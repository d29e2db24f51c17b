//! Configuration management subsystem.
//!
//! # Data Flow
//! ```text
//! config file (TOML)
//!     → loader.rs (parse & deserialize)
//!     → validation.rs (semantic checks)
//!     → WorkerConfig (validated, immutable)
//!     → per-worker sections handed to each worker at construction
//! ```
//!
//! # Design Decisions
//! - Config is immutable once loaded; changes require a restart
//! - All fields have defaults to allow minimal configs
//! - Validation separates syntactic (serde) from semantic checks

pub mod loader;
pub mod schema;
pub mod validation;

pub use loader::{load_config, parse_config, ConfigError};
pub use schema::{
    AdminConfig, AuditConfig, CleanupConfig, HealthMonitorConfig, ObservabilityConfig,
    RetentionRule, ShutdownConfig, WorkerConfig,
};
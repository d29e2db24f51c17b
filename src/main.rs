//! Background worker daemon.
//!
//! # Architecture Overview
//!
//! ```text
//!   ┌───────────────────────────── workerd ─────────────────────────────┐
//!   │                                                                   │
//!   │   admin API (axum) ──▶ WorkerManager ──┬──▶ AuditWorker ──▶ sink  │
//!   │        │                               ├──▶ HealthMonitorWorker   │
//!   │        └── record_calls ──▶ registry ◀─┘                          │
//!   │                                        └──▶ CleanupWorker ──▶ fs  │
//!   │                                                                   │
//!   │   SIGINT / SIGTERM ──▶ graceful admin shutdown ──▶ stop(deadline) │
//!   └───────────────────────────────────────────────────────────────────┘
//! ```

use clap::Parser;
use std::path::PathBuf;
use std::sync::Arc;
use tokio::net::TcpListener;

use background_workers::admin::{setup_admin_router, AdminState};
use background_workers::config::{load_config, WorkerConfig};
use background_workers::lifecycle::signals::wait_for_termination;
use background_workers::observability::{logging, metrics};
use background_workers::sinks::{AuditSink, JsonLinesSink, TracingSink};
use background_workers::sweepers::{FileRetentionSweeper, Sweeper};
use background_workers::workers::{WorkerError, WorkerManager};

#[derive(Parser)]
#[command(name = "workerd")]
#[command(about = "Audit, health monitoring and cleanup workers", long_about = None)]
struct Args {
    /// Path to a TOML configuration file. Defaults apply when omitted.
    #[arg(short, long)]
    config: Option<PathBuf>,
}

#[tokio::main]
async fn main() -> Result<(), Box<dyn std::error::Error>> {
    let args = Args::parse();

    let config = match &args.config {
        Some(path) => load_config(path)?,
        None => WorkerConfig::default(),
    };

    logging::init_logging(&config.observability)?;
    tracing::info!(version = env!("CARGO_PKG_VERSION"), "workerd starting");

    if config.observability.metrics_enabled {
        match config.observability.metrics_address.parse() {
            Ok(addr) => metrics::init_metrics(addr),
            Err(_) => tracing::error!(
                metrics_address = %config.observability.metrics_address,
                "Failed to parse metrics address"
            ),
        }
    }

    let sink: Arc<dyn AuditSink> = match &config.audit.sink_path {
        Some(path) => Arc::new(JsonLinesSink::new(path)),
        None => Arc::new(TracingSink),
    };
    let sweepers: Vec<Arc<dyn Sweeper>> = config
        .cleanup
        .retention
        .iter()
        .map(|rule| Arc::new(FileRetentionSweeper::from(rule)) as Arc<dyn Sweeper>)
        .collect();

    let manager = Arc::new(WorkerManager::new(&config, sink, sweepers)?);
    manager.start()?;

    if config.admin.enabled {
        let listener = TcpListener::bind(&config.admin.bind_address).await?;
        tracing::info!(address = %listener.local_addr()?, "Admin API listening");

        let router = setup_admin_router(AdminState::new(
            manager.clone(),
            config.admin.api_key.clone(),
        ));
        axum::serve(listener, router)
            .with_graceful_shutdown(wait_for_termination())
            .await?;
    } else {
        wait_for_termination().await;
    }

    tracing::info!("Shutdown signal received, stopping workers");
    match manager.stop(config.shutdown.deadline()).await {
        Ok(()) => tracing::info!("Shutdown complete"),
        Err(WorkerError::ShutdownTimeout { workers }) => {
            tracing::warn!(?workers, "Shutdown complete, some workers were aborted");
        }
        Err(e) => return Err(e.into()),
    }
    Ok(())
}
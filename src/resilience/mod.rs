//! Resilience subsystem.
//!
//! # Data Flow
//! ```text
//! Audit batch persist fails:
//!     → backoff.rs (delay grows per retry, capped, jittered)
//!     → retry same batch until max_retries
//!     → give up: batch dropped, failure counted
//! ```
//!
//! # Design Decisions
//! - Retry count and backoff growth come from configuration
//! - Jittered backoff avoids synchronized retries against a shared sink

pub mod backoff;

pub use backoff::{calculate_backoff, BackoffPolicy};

——————————

Go through the entries and return each line where the word "axum" appears.

- WRITTEN RESPONSE -
//!   │   admin API (axum) ──▶ WorkerManager ──┬──▶ AuditWorker ──▶ sink  │
        axum::serve(listener, router)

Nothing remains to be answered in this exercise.